Porém, e paradoxalmente, essa planetarização de uma cultura racional só se pôde realizar através de uma civilização determinada - a ocidental -, civilização que, como todas as outras, nasceu de uma fé - de uma ancoragem na eternidade -, e se edificou sobre normas e valores morais. E isso porque, em sentença filosófica, operari sequitur esse, o obrar segue o ser: não se expande uma civilização sem antes ser, existir. E, se só nesse caso foi possível o efeito de uma difusão de certo modo universal, foi, precisamente, porque tal civilização se apoiou, originariamente, na religião verdadeira.
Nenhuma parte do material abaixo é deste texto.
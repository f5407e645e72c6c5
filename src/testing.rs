//! A scriptable, in-memory fake [`Backend`].
//!
//! Records every SQL string it receives and can be configured to fail the
//! first N `connect()` calls or any query whose text contains a given
//! substring. Used both by the unit tests embedded next to the modules they
//! cover and by the end-to-end scenario tests in `tests/driver.rs`, mirroring
//! the embedded-fake-backend convention in `sqlx-core/src/mock.rs` and the
//! inline `#[cfg(test)]` fixtures in `sqlx-core/src/postgres/options/mod.rs`.
//!
//! Gated behind the `testing` feature so integration tests can depend on this
//! crate with `features = ["testing"]` rather than duplicating the fake.

use std::fmt;
use std::sync::{Arc, Mutex};

use futures_core::future::BoxFuture;

use crate::backend::{Backend, Connection, QueryResult, TypeFormat, TypeParser};
use crate::error::BackendError;

#[derive(Debug)]
struct MockError(String);

impl fmt::Display for MockError {
    fn fmt(&self, f: &mut fmt::Formatter<'_>) -> fmt::Result {
        f.write_str(&self.0)
    }
}

impl std::error::Error for MockError {}

struct State {
    connect_failures_remaining: usize,
    connect_attempts: usize,
    queries: Vec<String>,
    fail_query_containing: Option<String>,
}

/// A `Backend` that never touches a network: every "connection" is an
/// in-memory recorder shared across the whole pool via `Arc<Mutex<_>>`.
#[derive(Clone)]
pub struct MockBackend {
    state: Arc<Mutex<State>>,
}

impl Default for MockBackend {
    fn default() -> Self {
        Self::new()
    }
}

impl MockBackend {
    pub fn new() -> Self {
        Self {
            state: Arc::new(Mutex::new(State {
                connect_failures_remaining: 0,
                connect_attempts: 0,
                queries: Vec::new(),
                fail_query_containing: None,
            })),
        }
    }

    /// The first `n` calls to `connect()` fail; the `n + 1`th and later succeed.
    pub fn fail_next_connects(&self, n: usize) {
        self.state.lock().unwrap().connect_failures_remaining = n;
    }

    /// Every query whose SQL contains `needle` fails.
    pub fn fail_queries_containing(&self, needle: impl Into<String>) {
        self.state.lock().unwrap().fail_query_containing = Some(needle.into());
    }

    /// Every SQL string received so far, across every connection, in arrival order.
    pub fn queries(&self) -> Vec<String> {
        self.state.lock().unwrap().queries.clone()
    }

    pub fn connect_attempts(&self) -> usize {
        self.state.lock().unwrap().connect_attempts
    }
}

pub struct MockConnection {
    state: Arc<Mutex<State>>,
}

impl Connection for MockConnection {
    type Row = ();

    fn query<'a>(
        &'a mut self,
        sql: &'a str,
    ) -> BoxFuture<'a, Result<QueryResult<()>, BackendError>> {
        Box::pin(async move {
            let mut state = self.state.lock().unwrap();
            state.queries.push(sql.to_owned());

            if let Some(needle) = state.fail_query_containing.clone() {
                if sql.contains(&needle) {
                    return Err(Box::new(MockError(format!("forced failure for: {sql}"))) as BackendError);
                }
            }

            Ok(QueryResult {
                rows: Vec::new(),
                count: 1,
            })
        })
    }

    fn end(self: Box<Self>) -> BoxFuture<'static, ()> {
        Box::pin(async {})
    }

    fn set_type_parser(&mut self, _oid: u32, _format: TypeFormat, _parser: TypeParser) {}
}

impl Backend for MockBackend {
    type Connection = MockConnection;

    fn connect<'a>(
        &'a self,
        _url: &'a str,
    ) -> BoxFuture<'a, Result<Self::Connection, BackendError>> {
        Box::pin(async move {
            let mut state = self.state.lock().unwrap();
            state.connect_attempts += 1;

            if state.connect_failures_remaining > 0 {
                state.connect_failures_remaining -= 1;
                return Err(Box::new(MockError("forced connect failure".to_owned())) as BackendError);
            }

            Ok(MockConnection {
                state: Arc::clone(&self.state),
            })
        })
    }
}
Na renúncia a essas origens se encontra a raiz última da crise em que se debate a sociedade ocidental. Crise não circunstancial, mas degenerativa, estendida em forma de rebelião generalizada e, por via de contágio, a outras civilizações, incluindo à própria natureza, invadida e contaminada. A expressão dessa renúncia a toda ancoragem sobrenatural é a democracia liberal; mais que renúncia, negação de toda transcendência, edificação da sociedade do Homem e para o homem. 

Porque a chamada "sociedade aberta" - a dos Direitos Humanos - ignora o primeiro e principal dos direitos do homem, que é o de buscar a verdade e servi-la, o de fundamentar nela sua vida e o duradouro rumo de sua viagem terrena.